//! Single-invocation phase execution
//!
//! Runs exactly one agent invocation for a phase: render happens upstream,
//! retries happen upstream. This layer enforces the phase's wall-clock
//! timeout, classifies failures, and appends every invocation to the
//! durable JSONL log.

use std::fs::OpenOptions;
use std::io::Write;
use std::path::PathBuf;
use std::sync::Arc;
use std::time::Duration;

use chrono::{DateTime, Utc};
use serde::{Deserialize, Serialize};
use tokio::time::timeout;
use tracing::{debug, warn};
use uuid::Uuid;

use crate::agent::{AgentInvoker, AgentOutput};
use crate::task::TaskId;

use super::definition::PhaseDef;
use super::error::{PhaseError, looks_rate_limited, output_tail};
use super::summary::{PhaseSummary, SummaryStatus, parse_summary};

/// How much failure output to keep for errors and retry context
const TAIL_CHARS: usize = 2000;

/// Successful result of one phase attempt
#[derive(Debug)]
pub struct PhaseExecution {
    pub output: AgentOutput,
    pub summary: PhaseSummary,
    pub duration: Duration,
}

/// One line of the invocation log
#[derive(Debug, Serialize, Deserialize)]
pub struct InvocationRecord {
    /// Time-ordered id, unique per invocation
    pub id: Uuid,
    pub timestamp: DateTime<Utc>,
    pub task: TaskId,
    pub phase: String,
    pub model: String,
    pub attempt: u32,
    #[serde(rename = "duration-ms")]
    pub duration_ms: u64,
    #[serde(rename = "exit-code")]
    pub exit_code: Option<i32>,
    pub outcome: String,
}

/// Runs one agent invocation per call
pub struct PhaseExecutor {
    invoker: Arc<dyn AgentInvoker>,
    log_path: PathBuf,
}

impl PhaseExecutor {
    pub fn new(invoker: Arc<dyn AgentInvoker>, log_path: PathBuf) -> Self {
        Self { invoker, log_path }
    }

    /// Execute one attempt of a phase
    ///
    /// Success requires exit 0 and a well-formed summary block declaring
    /// `status: success`. The timeout covers the whole invocation; an
    /// elapsed timer drops the invoker future, which kills the agent.
    pub async fn execute(
        &self,
        task: &TaskId,
        phase: &PhaseDef,
        prompt: &str,
        model: &str,
        attempt: u32,
    ) -> Result<PhaseExecution, PhaseError> {
        debug!(%task, phase = %phase.name, model, attempt, timeout = ?phase.timeout, "executing phase");
        let started = tokio::time::Instant::now();

        let result = match timeout(phase.timeout, self.invoker.invoke(prompt, model)).await {
            Err(_) => Err(PhaseError::Timeout(phase.timeout)),
            Ok(Err(e)) => Err(PhaseError::Spawn(e)),
            Ok(Ok(output)) => classify(output),
        };
        let duration = started.elapsed();

        let (exit_code, outcome) = match &result {
            Ok(execution) => (execution.output.exit_code, "success".to_string()),
            Err(PhaseError::Timeout(_)) => (None, "timeout".to_string()),
            Err(PhaseError::NonZeroExit { code, .. }) => (Some(*code), "non-zero-exit".to_string()),
            Err(PhaseError::RateLimited { .. }) => (None, "rate-limited".to_string()),
            Err(PhaseError::MalformedOutput(_)) => (Some(0), "malformed-output".to_string()),
            Err(PhaseError::Blocked { .. }) => (Some(0), "blocked".to_string()),
            Err(PhaseError::GateFailed { .. }) => (None, "gate-failed".to_string()),
            Err(PhaseError::Spawn(_)) => (None, "spawn-failed".to_string()),
        };
        self.append_log(InvocationRecord {
            id: Uuid::now_v7(),
            timestamp: Utc::now(),
            task: task.clone(),
            phase: phase.name.as_str().to_string(),
            model: model.to_string(),
            attempt,
            duration_ms: duration.as_millis() as u64,
            exit_code,
            outcome,
        });

        result.map(|mut execution| {
            execution.duration = duration;
            execution
        })
    }

    /// Append one record to the invocation log
    ///
    /// The log is diagnostics; an unwritable log warns rather than failing
    /// the phase.
    fn append_log(&self, record: InvocationRecord) {
        if let Err(e) = self.try_append_log(&record) {
            warn!(path = %self.log_path.display(), %e, "could not append invocation log");
        }
    }

    fn try_append_log(&self, record: &InvocationRecord) -> std::io::Result<()> {
        if let Some(parent) = self.log_path.parent() {
            std::fs::create_dir_all(parent)?;
        }
        let mut file = OpenOptions::new().append(true).create(true).open(&self.log_path)?;
        let line = serde_json::to_string(record).map_err(std::io::Error::other)?;
        writeln!(file, "{}", line)
    }
}

/// Sort a finished invocation into success or a typed failure
fn classify(output: AgentOutput) -> Result<PhaseExecution, PhaseError> {
    if !output.success() {
        let combined = output.combined();
        let tail = output_tail(&combined, TAIL_CHARS);
        if looks_rate_limited(&combined) {
            return Err(PhaseError::RateLimited { tail });
        }
        return Err(PhaseError::NonZeroExit {
            code: output.exit_code.unwrap_or(-1),
            tail,
        });
    }

    let summary = parse_summary(&output.stdout)?;
    if summary.status == SummaryStatus::Blocked {
        return Err(PhaseError::Blocked {
            notes: summary.notes.unwrap_or_default(),
        });
    }

    Ok(PhaseExecution {
        output,
        summary,
        // Filled in by the caller once the clock stops
        duration: Duration::ZERO,
    })
}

**Your assignment**
Would you copy every line from the listing above that has the string "SummaryStatus" in it?

**Exercise answer**
use super::summary::{PhaseSummary, SummaryStatus, parse_summary};
    if summary.status == SummaryStatus::Blocked {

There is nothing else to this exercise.